The accountability process begins when someone in the community approaches PSU. Sometimes people come to PSU and say things like “I really messed up and the person I hurt told me I need to work with you guys.” Other times people who have been sexually assaulted ask PSU to track down the person who hurt them to begin an accountability process. If PSU has the capacity to take on a situation, two collective members will start meeting with the person. They design a process that is shaped by demands from the survivor like “pay for my STI testing/abortion/doctor’s appointment”, “deal with your drug/alcohol problem” or “write me a sincere letter of apology.”

Each accountability process is unique based on the specifics of the situation, but each process generally includes:

1. Identifying the actions and behaviors that precipitated the process.

2. Accepting the reality of harm caused

3. Recognizing behavioral patterns

4. Creating strategies for unlearning these patterns and learning new ones

PSU develops a plan with the person they are working with and adapts the sessions to the person’s needs. The group is also very intentional in practicing preferred social behaviors. Preferred social behaviors include maintaining clear expectations about physical and social boundaries, practicing empathy, and showing respect. For example, if someone is late or misses a meeting they will talk about how that is inconsiderate and discuss how that can be communicated better. PSU also helps people develop more structure in their life and will assist people with finding housing, jobs, a therapist, etc.

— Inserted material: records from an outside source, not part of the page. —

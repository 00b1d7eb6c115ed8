use std::collections::HashMap;

use async_trait::async_trait;
use aws_sdk_dynamodb::Client;
use aws_sdk_dynamodb::types::AttributeValue;
use chrono::Utc;

use crate::books::domain::model::BookEntity;
use crate::books::repository::BookRepository;
use crate::catalogs::domain::model::CatalogEntity;
use crate::catalogs::repository::ddb_catalog_repository::DDBCatalogRepository;
use crate::core::library::LibraryResult;
use crate::core::repository::Repository;
use crate::persons::domain::model::PersonEntity;
use crate::persons::repository::ddb_person_repository::DDBPersonRepository;
use crate::utils::ddb;
use crate::utils::ddb::{BOOK_PK, parse_date_attribute, parse_number_attribute, parse_number_list_attribute, parse_opt_number_attribute, parse_string_attribute};

// DDBBookRepository stores writer and catalog ids on the book item and resolves
// them through the person and catalog tables.
#[derive(Debug, Clone)]
pub struct DDBBookRepository {
    client: Client,
    table_name: String,
    sequences_table: String,
    persons: DDBPersonRepository,
    catalogs: DDBCatalogRepository,
}

impl DDBBookRepository {
    pub(crate) fn new(client: Client, table_name: &str, sequences_table: &str,
                      persons: DDBPersonRepository, catalogs: DDBCatalogRepository) -> Self {
        Self {
            client,
            table_name: table_name.to_string(),
            sequences_table: sequences_table.to_string(),
            persons,
            catalogs,
        }
    }
}

#[async_trait]
impl Repository<BookEntity> for DDBBookRepository {
    async fn save(&self, entity: &BookEntity) -> LibraryResult<BookEntity> {
        ddb::put_versioned(&self.client, self.table_name.as_str(), BOOK_PK,
                           self.sequences_table.as_str(), entity).await
    }

    async fn find_by_id(&self, id: i64) -> LibraryResult<Option<BookEntity>> {
        let item = ddb::get_by_id(&self.client, self.table_name.as_str(), BOOK_PK, id).await?;
        Ok(item.as_ref().map(map_to_book))
    }

    async fn delete_by_id(&self, id: i64) -> LibraryResult<usize> {
        ddb::delete_by_id(&self.client, self.table_name.as_str(), BOOK_PK, id).await
    }
}

#[async_trait]
impl BookRepository for DDBBookRepository {
    async fn get_writers(&self, book_id: i64) -> LibraryResult<Option<Vec<PersonEntity>>> {
        match self.find_by_id(book_id).await? {
            Some(book) => {
                let ids: Vec<i64> = book.writer_ids.into_iter().collect();
                Ok(Some(self.persons.find_by_ids(&ids).await?))
            }
            None => Ok(None),
        }
    }

    async fn get_catalogs(&self, book_id: i64) -> LibraryResult<Option<Vec<CatalogEntity>>> {
        match self.find_by_id(book_id).await? {
            Some(book) => {
                let ids: Vec<i64> = book.catalog_ids.into_iter().collect();
                Ok(Some(self.catalogs.find_by_ids(&ids).await?))
            }
            None => Ok(None),
        }
    }
}

fn map_to_book(map: &HashMap<String, AttributeValue>) -> BookEntity {
    BookEntity {
        book_id: parse_opt_number_attribute(BOOK_PK, map),
        version: parse_number_attribute("version", map),
        title: parse_string_attribute("title", map).unwrap_or(String::from("")),
        isbn: parse_string_attribute("isbn", map).unwrap_or(String::from("")),
        language: parse_string_attribute("language", map).unwrap_or(String::from("")),
        published_year: parse_opt_number_attribute("published_year", map).and_then(|y| i32::try_from(y).ok()),
        writer_ids: parse_number_list_attribute("writer_ids", map).into_iter().collect(),
        catalog_ids: parse_number_list_attribute("catalog_ids", map).into_iter().collect(),
        created_at: parse_date_attribute("created_at", map).unwrap_or(Utc::now().naive_utc()),
        updated_at: parse_date_attribute("updated_at", map).unwrap_or(Utc::now().naive_utc()),
    }
}
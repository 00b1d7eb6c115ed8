use chrono::NaiveDateTime;
use serde::{Deserialize, Serialize};
use crate::persons::domain::model::PersonEntity;
use crate::utils::date::serializer;

// PersonDto is returned when listing the writers of a book
#[derive(Debug, Clone, PartialEq, Serialize, Deserialize)]
pub struct PersonDto {
    pub person_id: Option<i64>,
    pub version: i64,
    pub first_name: String,
    pub last_name: String,
    pub email: String,
    #[serde(with = "serializer")]
    pub created_at: NaiveDateTime,
    #[serde(with = "serializer")]
    pub updated_at: NaiveDateTime,
}

impl From<&PersonEntity> for PersonDto {
    fn from(other: &PersonEntity) -> Self {
        Self {
            person_id: other.person_id,
            version: other.version,
            first_name: other.first_name.to_string(),
            last_name: other.last_name.to_string(),
            email: other.email.to_string(),
            created_at: other.created_at,
            updated_at: other.updated_at,
        }
    }
}
pub mod domain;
pub mod library;
pub mod repository;
pub mod transaction;
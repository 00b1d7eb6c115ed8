use std::collections::{BTreeMap, HashMap};
use std::sync::Arc;
use async_trait::async_trait;
use chrono::Utc;
use parking_lot::Mutex;
use tokio::sync::OwnedMutexGuard;
use tracing::warn;
use uuid::Uuid;
use crate::books::domain::model::BookEntity;
use crate::catalogs::domain::model::CatalogEntity;
use crate::core::domain::Identifiable;
use crate::core::library::{EntityKind, LibraryError, LibraryResult};
use crate::core::transaction::{Transaction, TransactionManager, TransactionMode};
use crate::persons::domain::model::PersonEntity;

// Tables holds every record of the in-process store, it is cloned as a whole
// to snapshot a transaction.
#[derive(Debug, Clone, Default)]
pub struct Tables {
    pub(crate) books: BTreeMap<i64, BookEntity>,
    pub(crate) persons: BTreeMap<i64, PersonEntity>,
    pub(crate) catalogs: BTreeMap<i64, CatalogEntity>,
    pub(crate) sequences: HashMap<EntityKind, i64>,
}

// MemoryDatabase is a handle on the shared tables. Gated handles wait for the
// running transaction before every repository call; the handles a transactional
// service runs on are ungated since the transaction already holds the gate.
#[derive(Debug, Clone, Default)]
pub struct MemoryDatabase {
    tables: Arc<Mutex<Tables>>,
    // held for the lifetime of a transaction
    gate: Arc<tokio::sync::Mutex<()>>,
    gated: bool,
}

impl MemoryDatabase {
    pub fn new() -> Self {
        Self::default()
    }

    pub fn gated(&self) -> Self {
        Self { gated: true, ..self.clone() }
    }

    pub fn ungated(&self) -> Self {
        Self { gated: false, ..self.clone() }
    }

    pub(crate) async fn enter(&self) -> Option<OwnedMutexGuard<()>> {
        if self.gated {
            Some(self.gate.clone().lock_owned().await)
        } else {
            None
        }
    }

    pub(crate) fn read<R>(&self, f: impl FnOnce(&Tables) -> R) -> R {
        let tables = self.tables.lock();
        f(&tables)
    }

    pub(crate) fn write<R>(&self, f: impl FnOnce(&mut Tables) -> R) -> R {
        let mut tables = self.tables.lock();
        f(&mut tables)
    }

    fn snapshot(&self) -> Tables {
        self.tables.lock().clone()
    }

    fn restore(&self, snapshot: Tables) {
        *self.tables.lock() = snapshot;
    }
}

// Writes entity into table: an entity without id gets the next sequence value. An
// entity at version 0 is inserted and must not exist yet, any other entity must
// match the stored version, so a deleted record is never written back.
pub(crate) fn upsert<E>(table: &mut BTreeMap<i64, E>, sequences: &mut HashMap<EntityKind, i64>,
                        entity: &E) -> LibraryResult<E>
    where E: Identifiable + Clone {
    let sequence = sequences.entry(E::KIND).or_insert(0);
    let id = match entity.id() {
        Some(id) => {
            let stored_version = table.get(&id).map(|existing| existing.version()).unwrap_or(0);
            if stored_version != entity.version() {
                return Err(LibraryError::stale_version(E::KIND, id, entity.version()));
            }
            if id > *sequence {
                *sequence = id;
            }
            id
        }
        None => {
            *sequence += 1;
            *sequence
        }
    };
    let mut stored = entity.clone();
    stored.assign(id, entity.version() + 1, Utc::now().naive_utc());
    table.insert(id, stored.clone());
    Ok(stored)
}

#[derive(Debug)]
pub struct MemoryTransactionManager {
    db: MemoryDatabase,
}

impl MemoryTransactionManager {
    pub fn new(db: MemoryDatabase) -> Self {
        Self { db }
    }
}

#[async_trait]
impl TransactionManager for MemoryTransactionManager {
    async fn begin(&self, mode: TransactionMode) -> LibraryResult<Box<dyn Transaction>> {
        let guard = self.db.gate.clone().lock_owned().await;
        let snapshot = match mode {
            TransactionMode::ReadOnly => None,
            TransactionMode::ReadWrite => Some(self.db.snapshot()),
        };
        Ok(Box::new(MemoryTransaction {
            id: Uuid::new_v4().to_string(),
            db: self.db.clone(),
            snapshot,
            _guard: guard,
        }))
    }
}

struct MemoryTransaction {
    id: String,
    db: MemoryDatabase,
    snapshot: Option<Tables>,
    _guard: OwnedMutexGuard<()>,
}

#[async_trait]
impl Transaction for MemoryTransaction {
    fn id(&self) -> &str {
        self.id.as_str()
    }

    async fn commit(&mut self) -> LibraryResult<()> {
        self.snapshot = None;
        Ok(())
    }

    async fn rollback(&mut self) -> LibraryResult<()> {
        if let Some(snapshot) = self.snapshot.take() {
            self.db.restore(snapshot);
        }
        Ok(())
    }
}

impl Drop for MemoryTransaction {
    fn drop(&mut self) {
        if let Some(snapshot) = self.snapshot.take() {
            warn!("transaction {} dropped before commit, restoring snapshot", self.id);
            self.db.restore(snapshot);
        }
    }
}

#[cfg(test)]
mod tests {
    use std::time::Duration;
    use crate::core::library::{EntityKind, LibraryError};
    use crate::core::transaction::{TransactionManager, TransactionMode};
    use crate::core::repository::Repository;
    use crate::persons::domain::model::PersonEntity;
    use crate::persons::repository::memory_person_repository::MemoryPersonRepository;
    use crate::utils::memory::{MemoryDatabase, MemoryTransactionManager, upsert};

    fn save_person(db: &MemoryDatabase, person: &PersonEntity) -> Result<PersonEntity, LibraryError> {
        db.write(|t| upsert(&mut t.persons, &mut t.sequences, person))
    }

    #[tokio::test]
    async fn test_should_assign_ids_and_versions() {
        let db = MemoryDatabase::new();
        let first = save_person(&db, &PersonEntity::new("Ada", "Lovelace", "ada@org.cc")).expect("should save");
        let second = save_person(&db, &PersonEntity::new("Alan", "Turing", "alan@org.cc")).expect("should save");
        assert_eq!(Some(1), first.person_id);
        assert_eq!(Some(2), second.person_id);
        assert_eq!(1, first.version);
        assert_eq!(Some(2), db.read(|t| t.sequences.get(&EntityKind::Person).copied()));
    }

    #[tokio::test]
    async fn test_should_reject_stale_version() {
        let db = MemoryDatabase::new();
        let saved = save_person(&db, &PersonEntity::new("Ada", "Lovelace", "ada@org.cc")).expect("should save");
        let updated = save_person(&db, &saved).expect("should update");
        assert_eq!(2, updated.version);
        let res = save_person(&db, &saved);
        assert!(matches!(res, Err(LibraryError::CurrentlyUnavailable { .. })));
    }

    #[tokio::test]
    async fn test_should_insert_unknown_id() {
        let db = MemoryDatabase::new();
        let mut person = PersonEntity::new("Ada", "Lovelace", "ada@org.cc");
        person.person_id = Some(10);
        let saved = save_person(&db, &person).expect("should insert");
        assert_eq!(Some(10), saved.person_id);
        let next = save_person(&db, &PersonEntity::new("Alan", "Turing", "alan@org.cc")).expect("should save");
        assert_eq!(Some(11), next.person_id);
    }

    #[tokio::test]
    async fn test_should_not_write_back_deleted_record() {
        let db = MemoryDatabase::new();
        let saved = save_person(&db, &PersonEntity::new("Ada", "Lovelace", "ada@org.cc")).expect("should save");
        db.write(|t| t.persons.clear());
        let res = save_person(&db, &saved);
        assert!(matches!(res, Err(LibraryError::CurrentlyUnavailable { .. })));
        assert_eq!(0, db.read(|t| t.persons.len()));
    }

    // writes made through the transaction's own handle are undone
    #[tokio::test]
    async fn test_should_rollback_to_snapshot() {
        let db = MemoryDatabase::new();
        let manager = MemoryTransactionManager::new(db.clone());
        let mut tx = manager.begin(TransactionMode::ReadWrite).await.expect("should begin");
        save_person(&db, &PersonEntity::new("Ada", "Lovelace", "ada@org.cc")).expect("should save");
        assert_eq!(1, db.read(|t| t.persons.len()));
        tx.rollback().await.expect("should rollback");
        assert_eq!(0, db.read(|t| t.persons.len()));
    }

    #[tokio::test]
    async fn test_should_keep_gated_writes_across_rollback() {
        let db = MemoryDatabase::new();
        let manager = MemoryTransactionManager::new(db.clone());
        let mut tx = manager.begin(TransactionMode::ReadWrite).await.expect("should begin");
        save_person(&db, &PersonEntity::new("Ada", "Lovelace", "ada@org.cc")).expect("should save");

        let persons_repo = MemoryPersonRepository::new(db.gated());
        let pending = tokio::spawn(async move {
            persons_repo.save(&PersonEntity::new("Alan", "Turing", "alan@org.cc")).await
        });
        tokio::time::sleep(Duration::from_millis(50)).await;
        assert_eq!(1, db.read(|t| t.persons.len()));

        tx.rollback().await.expect("should rollback");
        drop(tx);
        let saved = pending.await.expect("should join").expect("should save");
        assert_eq!("Alan", saved.first_name.as_str());
        let names: Vec<String> = db.read(|t| t.persons.values().map(|p| p.first_name.clone()).collect());
        assert_eq!(vec!["Alan".to_string()], names);
    }

    #[tokio::test]
    async fn test_should_restore_snapshot_on_drop() {
        let db = MemoryDatabase::new();
        let manager = MemoryTransactionManager::new(db.clone());
        {
            let _tx = manager.begin(TransactionMode::ReadWrite).await.expect("should begin");
            save_person(&db, &PersonEntity::new("Ada", "Lovelace", "ada@org.cc")).expect("should save");
        }
        assert_eq!(0, db.read(|t| t.persons.len()));
    }

    #[tokio::test]
    async fn test_should_keep_committed_writes() {
        let db = MemoryDatabase::new();
        let manager = MemoryTransactionManager::new(db.clone());
        let mut tx = manager.begin(TransactionMode::ReadWrite).await.expect("should begin");
        save_person(&db, &PersonEntity::new("Ada", "Lovelace", "ada@org.cc")).expect("should save");
        tx.commit().await.expect("should commit");
        drop(tx);
        assert_eq!(1, db.read(|t| t.persons.len()));
    }

    #[tokio::test]
    async fn test_should_serialize_transactions() {
        let db = MemoryDatabase::new();
        let manager = MemoryTransactionManager::new(db.clone());
        let mut first = manager.begin(TransactionMode::ReadOnly).await.expect("should begin");
        let blocked = tokio::time::timeout(Duration::from_millis(50),
                                           manager.begin(TransactionMode::ReadOnly)).await;
        assert!(blocked.is_err());
        first.commit().await.expect("should commit");
        drop(first);
        let _second = manager.begin(TransactionMode::ReadOnly).await.expect("should begin");
    }
}
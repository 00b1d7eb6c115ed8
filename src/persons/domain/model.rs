use chrono::{NaiveDateTime, Utc};
use serde::{Deserialize, Serialize};
use crate::core::domain::Identifiable;
use crate::core::library::EntityKind;
use crate::utils::date::serializer;

// PersonEntity abstracts a person who can be credited as a writer of books
#[derive(Debug, Clone, PartialEq, Serialize, Deserialize)]
pub struct PersonEntity {
    pub person_id: Option<i64>,
    pub version: i64,
    pub first_name: String,
    pub last_name: String,
    pub email: String,
    #[serde(with = "serializer")]
    pub created_at: NaiveDateTime,
    #[serde(with = "serializer")]
    pub updated_at: NaiveDateTime,
}

impl PersonEntity {
    pub fn new(first_name: &str, last_name: &str, email: &str) -> Self {
        Self {
            person_id: None,
            version: 0,
            first_name: first_name.to_string(),
            last_name: last_name.to_string(),
            email: email.to_string(),
            created_at: Utc::now().naive_utc(),
            updated_at: Utc::now().naive_utc(),
        }
    }
}

impl Identifiable for PersonEntity {
    const KIND: EntityKind = EntityKind::Person;

    fn id(&self) -> Option<i64> {
        self.person_id
    }

    fn version(&self) -> i64 {
        self.version
    }

    fn assign(&mut self, id: i64, version: i64, updated_at: NaiveDateTime) {
        self.person_id = Some(id);
        self.version = version;
        self.updated_at = updated_at;
    }
}
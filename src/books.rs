pub mod domain;
pub mod dto;
pub mod factory;
pub mod repository;
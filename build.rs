use std::env;

fn main() {
    let os = env::var("CARGO_CFG_TARGET_OS").unwrap();
    let manifest_dir = env::var("CARGO_MANIFEST_DIR").unwrap();

    // Only the bare-metal image needs the Multiboot layout; host test builds link normally.
    if os == "none" {
        println!("cargo:rustc-link-arg-bins=-T{manifest_dir}/linker.ld");
    }
    println!("cargo:rerun-if-changed={manifest_dir}/linker.ld");
}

Most PSU sessions consist primarily of talking. PSU frequently asks people to tell stories about the instances of assault, and together they look for relationship patterns and themes that led to the behaviors the person is trying to stop doing. PSU also gives people homework which might be keeping a log of when they feel frustrated or angry, maintaining a journal about the accountability process or reading materials about patriarchy, substance abuse, privilege and oppression. In accountability sessions, participants practice new behaviors through role plays. For example PSU members will pretend to be a new sexual partner and the participant will practice disclosing that they have sexually abused people in the past and are working on an accountability process. Most sessions last 9 months, because PSU has found that is generally enough time to get people on the right track. Knowing when to end a session is tricky and frequently based off of if the initial demands have been met, if the person has concrete resources like anger management, books, free therapy, and feels comfortable talking with friends, and if their relationship with substances is changing in a helpful way.

Accountability sessions are just one part of PSU’s work. PSU also holds educational workshops on consent and abuse prevention and works to build the movement for transformative justice and prison abolition.

Here are several questions to reflect on. If these questions inspire you, consider writing down your answers to them. If you reach any insights, please send them in and we’ll print a selection of answers in an upcoming newsletter. Address the letters to “Black & Pink—Transformative Justice.”

  • What does healing and apology mean to you? When has someone who hurt you done or said something that caused you to forgive them? What did they do? Why did it work?
  • When have you done or said something for someone that you’ve hurt? What was it? Did it repair your relationship?
  • Do you think the accountability process described above would help   you reconcile harm you’ve caused? Can you imagine this type of process helping people you know who’ve caused harm to not cause harm again?